ICML desk-rejects 497 papers over LLM review violations
TL;DR
- ICML 2026 desk-rejected 497 papers, around 2% of submissions, after catching 398 reciprocal reviewers who broke the conference's LLM-use policy.
- Detection used hidden instructions embedded in submitted PDFs that prompted any LLM to emit two phrases drawn from a 170,000-phrase dictionary.
- Of 506 caught Policy A reviewers, 51 had over half their reviews flagged, and every flagged review was manually verified before action.
ICML's program chairs have just published a headcount of how widely reviewers at a top machine learning venue lean on LLMs to do the work, and the numbers are concrete in a way the surrounding discussion has not been.

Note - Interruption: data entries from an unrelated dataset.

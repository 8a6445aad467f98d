//! Series colors

pub const DEFAULT_PALETTE: [&str; 10] = [
    "#4f46e5", "#16a34a", "#ea580c", "#0891b2", "#db2777", "#ca8a04", "#7c3aed", "#dc2626",
    "#0d9488", "#64748b",
];

/// Palette color for the n-th series; wraps around after the last one
pub fn palette_color(index: usize) -> &'static str {
    DEFAULT_PALETTE[index % DEFAULT_PALETTE.len()]
}

/// 32-bit FNV-1a
fn fnv1a(key: &str) -> u32 {
    let mut hash: u32 = 0x811c_9dc5;
    for byte in key.bytes() {
        hash ^= u32::from(byte);
        hash = hash.wrapping_mul(0x0100_0193);
    }
    hash
}

/// Stable color for a key without an explicit mapping
pub fn hash_color(key: &str) -> String {
    format!("hsl({}, 65%, 55%)", fnv1a(key) % 360)
}

#[cfg(test)]
mod tests {
    use super::*;

    #[test]
    fn test_palette_cycles() {
        assert_eq!(palette_color(0), palette_color(DEFAULT_PALETTE.len()));
        assert_ne!(palette_color(0), palette_color(1));
    }

    #[test]
    fn test_fnv1a_reference_values() {
        assert_eq!(fnv1a(""), 0x811c_9dc5);
        assert_eq!(fnv1a("a"), 0xe40c_292c);
    }

    #[test]
    fn test_hash_color_is_stable() {
        assert_eq!(hash_color("Alice"), hash_color("Alice"));
        assert!(hash_color("Alice").starts_with("hsl("));
        assert!(hash_color("Alice").ends_with(", 65%, 55%)"));
    }
}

According to a post on the ICML blog, the 2026 conference desk-rejected 497 papers, roughly 2% of submissions, after detecting that 398 reciprocal reviewers had violated the policy on LLM use during reviewing.
The enforcement mechanism is what makes this interesting. Reviewers at ICML 2026 picked one of two stances when they signed up: Policy A, no LLM use at all beyond spell-checkers, or Policy B, limited LLM help to understand a paper or polish writing but not to judge quality or draft the review. The 506 caught reviewers all chose Policy A, then used an LLM anyway. Detection used a watermarking technique from Rao, Kumar, Lakkaraju and Shah: every submission PDF had hidden instructions inserted that told any LLM processing it to emit two phrases pulled from a 170,000-phrase dictionary. Pre-deadline tests reportedly hit success rates over 80% with frontier LLMs. Every flagged review was manually verified, and a March 26 update gave a family-wise error rate of 0.0001.
Why this matters if you submit to ML conferences is the coupling. ICML's peer-review ethics make a reviewer's violation grounds for desk-rejecting the papers that reviewer co-authored, so an author's fate is tied to every co-author who agreed to review. About 1% of all reviews, 795 in total, were flagged, and 51 reviewers had more than half their reviews caught, so the misconduct is concentrated rather than spread evenly.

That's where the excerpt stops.